NEXT WAVE: A thoughtful, playful, evocative and transformative live art experience centred around and upon Melbourne’s Yarra River.
Warning: this review contains minor spoilers which may impact on your enjoyment of the work under discussion.
The opportunity to experience one’s home town as if for the first time; to see it through fresh eyes, like a new arrival – or like a time traveller to whom this familiar collection of concrete, glass, bitumen and steel was only moments before a thickly wooded wilderness – is a rare and beautiful thing. Created for the 2012 Next Wave Festival by Dan Koop and collaborators, The Stream / The Boat / The Shore / The Bridge – a playful and evocative work of live art – does just that, as well as providing participants with the opportunity to liberate themselves from social conventions, revisit the new, and forget the familiar.
The work is centred around and upon Melbourne’s murky Yarra River, which in the words of creator/director Dan Koop, “connects the city East to West, but also divides us North from South”, and encourages its participants, of who there are just four at a time, to choose a journey that takes them on, over and around the Yarra.
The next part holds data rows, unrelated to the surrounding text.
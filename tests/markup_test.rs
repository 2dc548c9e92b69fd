use teledom::{DomError, HeadlessDom, PanelSession};

#[test]
fn parses_nested_markup_with_attributes_and_text() {
    let mut session = session();
    let dom = session.dom();

    let frag = dom
        .parse_markup(r#"<div class="x">hi<span>there</span></div>"#)
        .expect("parse");

    let members = dom.fragment_nodes(frag).expect("members");
    assert_eq!(members.len(), 1);
    let div = dom.as_element(members[0]).expect("div element");
    assert_eq!(dom.tag_name(div).unwrap(), "DIV");
    assert_eq!(dom.class_name(div).unwrap(), Some("x".into()));

    let children = dom.child_nodes(div).unwrap();
    assert_eq!(children.len(), 2);
    let text = dom.as_text(children[0]).expect("leading text");
    assert_eq!(dom.text_data(text).unwrap(), "hi");
    let span = dom.as_element(children[1]).expect("span");
    assert_eq!(dom.tag_name(span).unwrap(), "SPAN");
    assert_eq!(dom.text_content(span).unwrap(), "there");
}

#[test]
fn unbalanced_markup_is_invalid() {
    let mut session = session();
    let dom = session.dom();

    let err = dom.parse_markup("<a><b></a>").unwrap_err();
    assert!(err.to_string().contains("invalid markup"), "got {err}");
    let err = dom.parse_markup("<a></a></a>").unwrap_err();
    assert!(err.to_string().contains("invalid markup"), "got {err}");
}

#[test]
fn attribute_syntax_errors_are_reported_by_reason() {
    let mut session = session();
    let dom = session.dom();

    let err = dom.parse_markup("<div class=x>").unwrap_err();
    assert_eq!(
        err.to_string(),
        "invalid markup (unquoted attribute value)"
    );
    let err = dom.parse_markup("<div class=\"x>").unwrap_err();
    assert_eq!(
        err.to_string(),
        "invalid markup (no end of attribute value)"
    );
    let err = dom.parse_markup("<div class").unwrap_err();
    assert_eq!(err.to_string(), "invalid markup (missing attribute value)");
    let err = dom.parse_markup("<div ").unwrap_err();
    assert_eq!(err.to_string(), "invalid markup (no end of tag)");
    let err = dom.parse_markup("<div /x>").unwrap_err();
    assert_eq!(err.to_string(), "invalid markup (unexpected /)");
}

#[test]
fn self_closing_tags_pop_immediately() {
    let mut session = session();
    let dom = session.dom();

    let frag = dom
        .parse_markup(r#"<ul><li id="a"/><li id="b"/></ul>"#)
        .expect("parse");
    let members = dom.fragment_nodes(frag).expect("members");
    let ul = dom.as_element(members[0]).expect("ul");
    let items = dom.child_nodes(ul).unwrap();
    assert_eq!(items.len(), 2);
    let first = dom.as_element(items[0]).expect("li");
    assert_eq!(dom.get_attribute(first, "id").unwrap(), Some("a".into()));
}

#[test]
fn text_runs_are_entity_unescaped() {
    let mut session = session();
    let dom = session.dom();

    let frag = dom
        .parse_markup("<span>&lt;b&gt; &amp; &quot;q&quot;</span>")
        .expect("parse");
    let members = dom.fragment_nodes(frag).expect("members");
    let span = dom.as_element(members[0]).expect("span");
    assert_eq!(dom.text_content(span).unwrap(), "<b> & \"q\"");
}

#[test]
fn bare_text_becomes_fragment_members() {
    let mut session = session();
    let dom = session.dom();

    let frag = dom.parse_markup("leading<span></span>").expect("parse");
    let members = dom.fragment_nodes(frag).expect("members");
    assert_eq!(members.len(), 2);
    let text = dom.as_text(members[0]).expect("text member");
    assert_eq!(dom.text_data(text).unwrap(), "leading");
}

#[test]
fn inner_html_replaces_content_and_reaches_the_server() {
    let mut session = session();
    let panel = session.create_panel_node().expect("panel");
    let doc = session.with_backend(|b| b.document());
    session.mount_panel(panel, &doc).expect("mount");

    let dom = session.dom();
    dom.set_text_content(panel, "old").expect("seed text");
    dom.set_inner_html(panel, r#"<p title="note">fresh</p>"#)
        .expect("inner html");

    let children = dom.child_nodes(panel).unwrap();
    assert_eq!(children.len(), 1);
    let p = dom.as_element(children[0]).expect("p");
    assert_eq!(dom.text_content(p).unwrap(), "fresh");

    let html = session.with_backend(|b| b.inner_html(b.document()));
    assert_eq!(html, r#"<div><p title="note">fresh</p></div>"#);
}

#[test]
fn malformed_inner_html_leaves_the_element_untouched() {
    let mut session = session();
    let panel = session.create_panel_node().expect("panel");

    let dom = session.dom();
    dom.set_text_content(panel, "kept").expect("seed text");
    let err = dom.set_inner_html(panel, "<a><b></a>").unwrap_err();
    assert!(matches!(err, DomError::Markup(_)));
    assert_eq!(dom.text_content(panel).unwrap(), "kept");
}

fn session() -> PanelSession<HeadlessDom> {
    let _ = tracing_subscriber::fmt()
        .with_env_filter(tracing_subscriber::EnvFilter::from_default_env())
        .try_init();
    PanelSession::connect(HeadlessDom::new())
}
In doing so, it allows them to look back in time, look outside themselves, and witness Melbourne as if for the first time.
‘The Shore’ is an exercise in storytelling that begins with an evocation of Melbourne’s growth from settlement to modern day, and which continues on into the realm of one’s imagination. ‘The Boat’ is literally that – a dinghy journey across the river, but also a journey into the participant’s own past and personality; a journey with the potential to offer up moments of profundity and insight, as if the gentle waters of the Yarra were a psychologist’s couch. ‘The Bridge’ is not only an opportunity to strip away the layers of history and see the city anew; it’s also a game that allows participants to strip away perceptions and conventions, to hug strangers, to dance like nobody is watching, to picnic in the heart of the city. ‘The Stream’ I did not experience, and its delights remain a mystery to me.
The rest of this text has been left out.